**Given records**
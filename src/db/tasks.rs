//! Task persistence and the [`EntityStore`] implementation for [`Database`].

use super::Database;
use crate::store::{
    EntityStore, OrderBy, OrphanGuard, ParentFilter, StoreError, StoreResult, TaskFilter,
};
use crate::types::{Task, TaskStatus};
use async_trait::async_trait;
use rusqlite::types::Type;
use rusqlite::{params, Connection, Row};
use std::collections::BTreeSet;
use tracing::debug;

/// Build an ORDER BY clause for the given ordering.
/// Every ordering ends with the id so results are stable.
fn build_order_clause(order: OrderBy) -> &'static str {
    match order {
        OrderBy::CreatedAsc => "t.created_at ASC, t.id ASC",
        OrderBy::CreatedDesc => "t.created_at DESC, t.id ASC",
        OrderBy::UpdatedDesc => "t.updated_at DESC, t.id ASC",
        OrderBy::PriorityDesc => "t.priority DESC, t.id ASC",
    }
}

pub fn parse_task_row(row: &Row) -> rusqlite::Result<Task> {
    let status_str: String = row.get("status")?;
    let status = TaskStatus::from_str(&status_str).ok_or_else(|| {
        rusqlite::Error::FromSqlConversionFailure(
            row.as_ref().column_index("status").unwrap_or(0),
            Type::Text,
            format!("unknown task status '{status_str}'").into(),
        )
    })?;

    let tags_json: String = row.get("tags")?;
    let metadata_json: Option<String> = row.get("metadata")?;

    Ok(Task {
        id: row.get("id")?,
        title: row.get("title")?,
        description: row.get("description")?,
        status,
        tags: serde_json::from_str::<BTreeSet<String>>(&tags_json).unwrap_or_default(),
        project_id: row.get("project_id")?,
        parent_task_id: row.get("parent_task_id")?,
        created_at: row.get("created_at")?,
        updated_at: row.get("updated_at")?,
        completed_at: row.get("completed_at")?,
        estimated_minutes: row.get("estimated_minutes")?,
        actual_minutes: row.get("actual_minutes")?,
        priority: row.get("priority")?,
        metadata: metadata_json.and_then(|s| serde_json::from_str(&s).ok()),
    })
}

/// Serialized forms of the JSON-encoded columns.
struct EncodedColumns {
    tags: String,
    metadata: Option<String>,
}

fn encode_columns(task: &Task) -> StoreResult<EncodedColumns> {
    Ok(EncodedColumns {
        tags: serde_json::to_string(&task.tags)?,
        metadata: task.metadata.as_ref().map(serde_json::to_string).transpose()?,
    })
}

/// Internal helper to get a task using an existing connection (avoids deadlock).
fn get_task_internal(conn: &Connection, task_id: &str) -> StoreResult<Option<Task>> {
    let mut stmt = conn.prepare_cached("SELECT * FROM tasks WHERE id = ?1")?;

    match stmt.query_row(params![task_id], parse_task_row) {
        Ok(task) => Ok(Some(task)),
        Err(rusqlite::Error::QueryReturnedNoRows) => Ok(None),
        Err(e) => Err(e.into()),
    }
}

/// Surviving tasks whose parent is one of the ids in `deleted_json`, sorted.
/// Runs as a single statement regardless of batch size.
fn find_orphans(conn: &Connection, deleted_json: &str) -> StoreResult<Vec<String>> {
    let mut stmt = conn.prepare_cached(
        "SELECT id FROM tasks
         WHERE parent_task_id IN (SELECT value FROM json_each(?1))
         ORDER BY id",
    )?;
    let orphans = stmt
        .query_map(params![deleted_json], |row| row.get::<_, String>(0))?
        .collect::<rusqlite::Result<Vec<_>>>()?;
    Ok(orphans)
}

impl Database {
    pub fn get_task(&self, task_id: &str) -> StoreResult<Option<Task>> {
        self.with_conn(|conn| get_task_internal(conn, task_id))
    }

    /// Insert a task. The parent pointer is stored as given; it is not checked.
    pub fn insert_task(&self, task: &Task) -> StoreResult<()> {
        let cols = encode_columns(task)?;

        self.with_conn(|conn| {
            if get_task_internal(conn, &task.id)?.is_some() {
                return Err(StoreError::AlreadyExists(task.id.clone()));
            }

            conn.execute(
                "INSERT INTO tasks (
                    id, title, description, status, tags, project_id, parent_task_id,
                    created_at, updated_at, completed_at, estimated_minutes, actual_minutes,
                    priority, metadata
                ) VALUES (?1, ?2, ?3, ?4, ?5, ?6, ?7, ?8, ?9, ?10, ?11, ?12, ?13, ?14)",
                params![
                    task.id,
                    task.title,
                    task.description,
                    task.status.as_str(),
                    cols.tags,
                    task.project_id,
                    task.parent_task_id,
                    task.created_at,
                    task.updated_at,
                    task.completed_at,
                    task.estimated_minutes,
                    task.actual_minutes,
                    task.priority,
                    cols.metadata,
                ],
            )?;
            Ok(())
        })
    }

    /// Replace every column of an existing task.
    pub fn replace_task(&self, task: &Task) -> StoreResult<()> {
        let cols = encode_columns(task)?;

        self.with_conn(|conn| {
            let changed = conn.execute(
                "UPDATE tasks SET
                    title = ?2, description = ?3, status = ?4, tags = ?5, project_id = ?6,
                    parent_task_id = ?7, created_at = ?8, updated_at = ?9, completed_at = ?10,
                    estimated_minutes = ?11, actual_minutes = ?12, priority = ?13, metadata = ?14
                 WHERE id = ?1",
                params![
                    task.id,
                    task.title,
                    task.description,
                    task.status.as_str(),
                    cols.tags,
                    task.project_id,
                    task.parent_task_id,
                    task.created_at,
                    task.updated_at,
                    task.completed_at,
                    task.estimated_minutes,
                    task.actual_minutes,
                    task.priority,
                    cols.metadata,
                ],
            )?;

            if changed == 0 {
                return Err(StoreError::NotFound(task.id.clone()));
            }
            Ok(())
        })
    }

    /// List tasks matching a filter.
    pub fn list_tasks(&self, filter: &TaskFilter, order: OrderBy) -> StoreResult<Vec<Task>> {
        self.with_conn(|conn| {
            let mut sql = String::from("SELECT t.* FROM tasks t WHERE 1 = 1");
            let mut params_vec: Vec<Box<dyn rusqlite::ToSql>> = Vec::new();

            match &filter.parent {
                Some(ParentFilter::Is(pid)) => {
                    sql.push_str(" AND t.parent_task_id = ?");
                    params_vec.push(Box::new(pid.clone()));
                }
                Some(ParentFilter::Root) => sql.push_str(" AND t.parent_task_id IS NULL"),
                None => {}
            }

            if let Some(status) = filter.status {
                sql.push_str(" AND t.status = ?");
                params_vec.push(Box::new(status.as_str()));
            }

            if let Some(project) = &filter.project_id {
                sql.push_str(" AND t.project_id = ?");
                params_vec.push(Box::new(project.clone()));
            }

            sql.push_str(" ORDER BY ");
            sql.push_str(build_order_clause(order));

            let params_refs: Vec<&dyn rusqlite::ToSql> =
                params_vec.iter().map(|b| b.as_ref()).collect();

            let mut stmt = conn.prepare(&sql)?;
            let tasks = stmt
                .query_map(params_refs.as_slice(), parse_task_row)?
                .collect::<rusqlite::Result<Vec<_>>>()?;

            Ok(tasks)
        })
    }

    /// Delete every id inside one transaction.
    ///
    /// Dropping the transaction without commit rolls it back, so any early
    /// return leaves the table untouched.
    pub fn delete_tasks(&self, ids: &[String], guard: OrphanGuard) -> StoreResult<usize> {
        let deleted_json = serde_json::to_string(ids)?;

        self.with_conn_mut(|conn| {
            let tx = conn.transaction()?;
            let mut removed = 0;

            {
                let mut delete = tx.prepare_cached("DELETE FROM tasks WHERE id = ?1")?;
                for id in ids {
                    removed += delete.execute(params![id]).map_err(|e| {
                        debug!(id = %id, error = %e, "Delete failed, rolling back batch");
                        StoreError::DeleteFailed {
                            id: id.clone(),
                            reason: e.to_string(),
                        }
                    })?;
                }
            }

            if guard == OrphanGuard::Enforce {
                let orphans = find_orphans(&tx, &deleted_json)?;
                if !orphans.is_empty() {
                    return Err(StoreError::Orphans(orphans));
                }
            }

            tx.commit()?;
            Ok(removed)
        })
    }

    /// Total number of tasks.
    pub fn count_tasks(&self) -> StoreResult<usize> {
        self.with_conn(|conn| {
            let count: i64 = conn.query_row("SELECT COUNT(*) FROM tasks", [], |row| row.get(0))?;
            Ok(usize::try_from(count).unwrap_or(0))
        })
    }

    /// Run a blocking database call on the tokio blocking pool.
    async fn blocking<F, T>(&self, f: F) -> StoreResult<T>
    where
        F: FnOnce(&Database) -> StoreResult<T> + Send + 'static,
        T: Send + 'static,
    {
        let db = self.clone();
        tokio::task::spawn_blocking(move || f(&db))
            .await
            .map_err(|e| StoreError::Backend(format!("blocking task failed: {e}")))?
    }
}

#[async_trait]
impl EntityStore for Database {
    async fn get(&self, id: &str) -> StoreResult<Option<Task>> {
        let id = id.to_string();
        self.blocking(move |db| db.get_task(&id)).await
    }

    async fn create(&self, task: &Task) -> StoreResult<()> {
        let task = task.clone();
        self.blocking(move |db| db.insert_task(&task)).await
    }

    async fn update(&self, task: &Task) -> StoreResult<()> {
        let task = task.clone();
        self.blocking(move |db| db.replace_task(&task)).await
    }

    async fn query(&self, filter: &TaskFilter, order: OrderBy) -> StoreResult<Vec<Task>> {
        let filter = filter.clone();
        self.blocking(move |db| db.list_tasks(&filter, order)).await
    }

    async fn delete_many(&self, ids: &[String], guard: OrphanGuard) -> StoreResult<usize> {
        let ids = ids.to_vec();
        self.blocking(move |db| db.delete_tasks(&ids, guard)).await
    }
}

**Problem**
Both ends count here. Reproduce exactly the lines from the one containing "async fn delete_many(&self, ids: &[String], guard: OrphanGuard)" through the end of the listing.

**Completed exercise**
    async fn delete_many(&self, ids: &[String], guard: OrphanGuard) -> StoreResult<usize> {
        let ids = ids.to_vec();
        self.blocking(move |db| db.delete_tasks(&ids, guard)).await
    }
}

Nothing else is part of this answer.